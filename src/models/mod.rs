//! Data models shared by the connection layer and the CLI.

pub mod connection;
pub mod query;

// Re-export commonly used types
pub use connection::{
    ConnectParams, ConnectParamsError, DEFAULT_CONNECTION_NAME, DatabaseType, DriverOptions,
};
pub use query::{ColumnMetadata, Parameters, QueryParam};
//! Row decoding into JSON maps.
//!
//! Statement results are fully buffered, so every row is decoded once into a
//! `serde_json::Map` keyed by column name. Column types are first classified
//! into a [`TypeCategory`], then decoded with the Rust type that category
//! maps to for the given driver.

use crate::models::{ColumnMetadata, DatabaseType};
use base64::{Engine as _, engine::general_purpose::STANDARD};
use serde_json::{Map, Value as JsonValue};
use sqlx::mysql::{MySqlRow, MySqlTypeInfo, MySqlValueRef};
use sqlx::postgres::{PgRow, PgTypeInfo, PgValueRef};
use sqlx::sqlite::SqliteRow;
use sqlx::{Column, ColumnIndex, Decode, Row, Type, TypeInfo};

/// Logical category for database column types.
#[derive(Debug, Clone, Copy, PartialEq, Eq)]
pub enum TypeCategory {
    Integer,
    Float,
    Decimal,
    Boolean,
    Text,
    Binary,
    Json,
    Uuid,
    DateTime,
    Date,
    Time,
    Unknown,
}

/// Classify a database type name into a logical category.
pub fn categorize_type(type_name: &str, db: DatabaseType) -> TypeCategory {
    let lower = type_name.to_lowercase();

    // Decimal/Numeric - check first as it overlaps with "numeric" in float checks
    if lower.contains("decimal") || lower.contains("numeric") {
        // SQLite's NUMERIC is actually a float
        if db == DatabaseType::SQLite {
            return TypeCategory::Float;
        }
        return TypeCategory::Decimal;
    }

    if lower == "bool" || lower == "boolean" {
        return TypeCategory::Boolean;
    }

    // "interval" contains "int" but is not an integer
    if lower != "interval"
        && (lower.contains("int") || lower.contains("serial") || lower.contains("tiny"))
    {
        return TypeCategory::Integer;
    }

    if lower.contains("float") || lower.contains("double") || lower == "real" {
        return TypeCategory::Float;
    }

    if lower == "json" || lower == "jsonb" {
        return if db == DatabaseType::SQLite {
            TypeCategory::Text
        } else {
            TypeCategory::Json
        };
    }

    if lower == "uuid" {
        return TypeCategory::Uuid;
    }

    if lower.contains("blob") || lower.contains("binary") || lower == "bytea" {
        return TypeCategory::Binary;
    }

    // SQLite stores dates as text
    if db != DatabaseType::SQLite {
        match lower.as_str() {
            "datetime" | "timestamp" | "timestamptz" => return TypeCategory::DateTime,
            "date" => return TypeCategory::Date,
            "time" => return TypeCategory::Time,
            _ => {}
        }
    }

    if lower.contains("char") || lower.contains("text") || lower == "string" {
        return TypeCategory::Text;
    }

    TypeCategory::Unknown
}

/// Wrapper type for raw DECIMAL/NUMERIC values as strings.
/// This preserves the exact database representation.
#[derive(Debug)]
pub struct RawDecimal(pub String);

impl Type<sqlx::MySql> for RawDecimal {
    fn type_info() -> MySqlTypeInfo {
        <String as Type<sqlx::MySql>>::type_info()
    }

    fn compatible(ty: &MySqlTypeInfo) -> bool {
        let name = ty.name().to_lowercase();
        name.contains("decimal") || name.contains("numeric")
    }
}

impl<'r> Decode<'r, sqlx::MySql> for RawDecimal {
    fn decode(value: MySqlValueRef<'r>) -> Result<Self, sqlx::error::BoxDynError> {
        let s = <&str as Decode<sqlx::MySql>>::decode(value)?;
        Ok(RawDecimal(s.to_string()))
    }
}

impl Type<sqlx::Postgres> for RawDecimal {
    fn type_info() -> PgTypeInfo {
        <String as Type<sqlx::Postgres>>::type_info()
    }

    fn compatible(ty: &PgTypeInfo) -> bool {
        let name = ty.name().to_lowercase();
        name.contains("numeric") || name.contains("decimal")
    }
}

impl<'r> Decode<'r, sqlx::Postgres> for RawDecimal {
    fn decode(value: PgValueRef<'r>) -> Result<Self, sqlx::error::BoxDynError> {
        let s = <&str as Decode<sqlx::Postgres>>::decode(value)?;
        Ok(RawDecimal(s.to_string()))
    }
}

/// Render binary data as text when it is valid UTF-8, otherwise as base64.
pub fn binary_to_json(bytes: &[u8]) -> JsonValue {
    match std::str::from_utf8(bytes) {
        Ok(s) => JsonValue::String(s.to_string()),
        Err(_) => JsonValue::String(STANDARD.encode(bytes)),
    }
}

/// Conversion of a driver row into a JSON map plus column metadata.
pub trait RowToJson {
    fn to_json_map(&self) -> Map<String, JsonValue>;
    fn column_metadata(&self) -> Vec<ColumnMetadata>;
}

/// Decode column `idx` as `Option<T>`; `None` when the type does not fit.
fn get<R, T>(row: &R, idx: usize) -> Option<Option<T>>
where
    R: Row,
    usize: ColumnIndex<R>,
    T: for<'r> Decode<'r, R::Database> + Type<R::Database>,
{
    row.try_get::<Option<T>, _>(idx).ok()
}

fn number_from_f64(v: f64) -> JsonValue {
    serde_json::Number::from_f64(v)
        .map(JsonValue::Number)
        .unwrap_or_else(|| JsonValue::String(v.to_string()))
}

/// Decoders shared by every driver, tried in order until one fits.
fn decode_common<R>(row: &R, idx: usize, category: TypeCategory) -> Option<JsonValue>
where
    R: Row,
    usize: ColumnIndex<R>,
    i64: for<'r> Decode<'r, R::Database> + Type<R::Database>,
    f64: for<'r> Decode<'r, R::Database> + Type<R::Database>,
    bool: for<'r> Decode<'r, R::Database> + Type<R::Database>,
    String: for<'r> Decode<'r, R::Database> + Type<R::Database>,
    Vec<u8>: for<'r> Decode<'r, R::Database> + Type<R::Database>,
{
    let value = match category {
        TypeCategory::Integer => get::<R, i64>(row, idx)?.map(|v| JsonValue::Number(v.into())),
        TypeCategory::Float => get::<R, f64>(row, idx)?.map(number_from_f64),
        TypeCategory::Boolean => get::<R, bool>(row, idx)?.map(JsonValue::Bool),
        TypeCategory::Binary => get::<R, Vec<u8>>(row, idx)?.map(|v| binary_to_json(&v)),
        _ => get::<R, String>(row, idx)?.map(JsonValue::String),
    };
    Some(value.unwrap_or(JsonValue::Null))
}

fn decode_mysql(row: &MySqlRow, idx: usize, category: TypeCategory) -> JsonValue {
    let specific: Option<Option<JsonValue>> = match category {
        TypeCategory::Decimal => get::<_, RawDecimal>(row, idx).map(|v| v.map(|d| d.0.into())),
        TypeCategory::Json => get::<_, JsonValue>(row, idx).map(|v| v.filter(|j| !j.is_null())),
        TypeCategory::DateTime => get::<_, chrono::NaiveDateTime>(row, idx)
            .map(|v| v.map(|d| d.format("%Y-%m-%d %H:%M:%S").to_string().into())),
        TypeCategory::Date => {
            get::<_, chrono::NaiveDate>(row, idx).map(|v| v.map(|d| d.to_string().into()))
        }
        TypeCategory::Time => {
            get::<_, chrono::NaiveTime>(row, idx).map(|v| v.map(|t| t.to_string().into()))
        }
        // BIGINT UNSIGNED does not fit in i64
        TypeCategory::Integer => decode_common(row, idx, category)
            .map(Some)
            .or_else(|| get::<_, u64>(row, idx).map(|v| v.map(|n| JsonValue::Number(n.into())))),
        _ => None,
    };
    specific
        .map(|v| v.unwrap_or(JsonValue::Null))
        .or_else(|| decode_common(row, idx, category))
        .unwrap_or_else(|| fallback(category))
}

fn decode_postgres(row: &PgRow, idx: usize, category: TypeCategory) -> JsonValue {
    let specific: Option<Option<JsonValue>> = match category {
        TypeCategory::Decimal => get::<_, RawDecimal>(row, idx).map(|v| v.map(|d| d.0.into())),
        TypeCategory::Json => get::<_, JsonValue>(row, idx).map(|v| v.filter(|j| !j.is_null())),
        TypeCategory::Uuid => {
            get::<_, sqlx::types::Uuid>(row, idx).map(|v| v.map(|u| u.to_string().into()))
        }
        TypeCategory::DateTime => get::<_, chrono::DateTime<chrono::Utc>>(row, idx)
            .map(|v| v.map(|d| d.to_rfc3339().into()))
            .or_else(|| {
                get::<_, chrono::NaiveDateTime>(row, idx)
                    .map(|v| v.map(|d| d.format("%Y-%m-%d %H:%M:%S").to_string().into()))
            }),
        TypeCategory::Date => {
            get::<_, chrono::NaiveDate>(row, idx).map(|v| v.map(|d| d.to_string().into()))
        }
        TypeCategory::Time => {
            get::<_, chrono::NaiveTime>(row, idx).map(|v| v.map(|t| t.to_string().into()))
        }
        // INT2/INT4 columns only decode into their own width
        TypeCategory::Integer => get::<_, i64>(row, idx)
            .or_else(|| get::<_, i32>(row, idx).map(|v| v.map(i64::from)))
            .or_else(|| get::<_, i16>(row, idx).map(|v| v.map(i64::from)))
            .map(|v| v.map(|n| JsonValue::Number(n.into()))),
        // FLOAT4 columns only decode into f32
        TypeCategory::Float => get::<_, f64>(row, idx)
            .or_else(|| get::<_, f32>(row, idx).map(|v| v.map(f64::from)))
            .map(|v| v.map(number_from_f64)),
        _ => None,
    };
    specific
        .map(|v| v.unwrap_or(JsonValue::Null))
        .or_else(|| decode_common(row, idx, category))
        .unwrap_or_else(|| fallback(category))
}

fn decode_sqlite(row: &SqliteRow, idx: usize, category: TypeCategory) -> JsonValue {
    decode_common(row, idx, category)
        .or_else(|| decode_sqlite_dynamic(row, idx))
        .unwrap_or_else(|| fallback(category))
}

/// Decode by the value's storage class; with dynamic typing a value may not
/// match its declared column type, and expression columns have none.
fn decode_sqlite_dynamic(row: &SqliteRow, idx: usize) -> Option<JsonValue> {
    let value: Option<Option<JsonValue>> = get::<_, i64>(row, idx)
        .map(|v| v.map(|n| JsonValue::Number(n.into())))
        .or_else(|| get::<_, f64>(row, idx).map(|v| v.map(number_from_f64)))
        .or_else(|| get::<_, String>(row, idx).map(|v| v.map(JsonValue::String)))
        .or_else(|| get::<_, Vec<u8>>(row, idx).map(|v| v.map(|b| binary_to_json(&b))));
    value.map(|v| v.unwrap_or(JsonValue::Null))
}

fn fallback(category: TypeCategory) -> JsonValue {
    tracing::debug!(?category, "Column value could not be decoded");
    JsonValue::Null
}

macro_rules! impl_row_to_json {
    ($row:ty, $db:expr, $decode:ident) => {
        impl RowToJson for $row {
            fn to_json_map(&self) -> Map<String, JsonValue> {
                self.columns()
                    .iter()
                    .map(|col| {
                        let category = categorize_type(col.type_info().name(), $db);
                        (col.name().to_string(), $decode(self, col.ordinal(), category))
                    })
                    .collect()
            }

            fn column_metadata(&self) -> Vec<ColumnMetadata> {
                self.columns()
                    .iter()
                    .map(|col| {
                        ColumnMetadata::new(
                            col.name(),
                            col.type_info().name(),
                            !col.type_info().is_null(),
                        )
                    })
                    .collect()
            }
        }
    };
}

impl_row_to_json!(MySqlRow, DatabaseType::MySQL, decode_mysql);
impl_row_to_json!(PgRow, DatabaseType::PostgreSQL, decode_postgres);
impl_row_to_json!(SqliteRow, DatabaseType::SQLite, decode_sqlite);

========

Problem to work on: Using the material above, transcribe exactly the lines from the line with "once into a" to the line with "the given driver."; both count, and nothing else goes in.

Answer section:
//! Statement results are fully buffered, so every row is decoded once into a
//! `serde_json::Map` keyed by column name. Column types are first classified
//! into a [`TypeCategory`], then decoded with the Rust type that category
//! maps to for the given driver.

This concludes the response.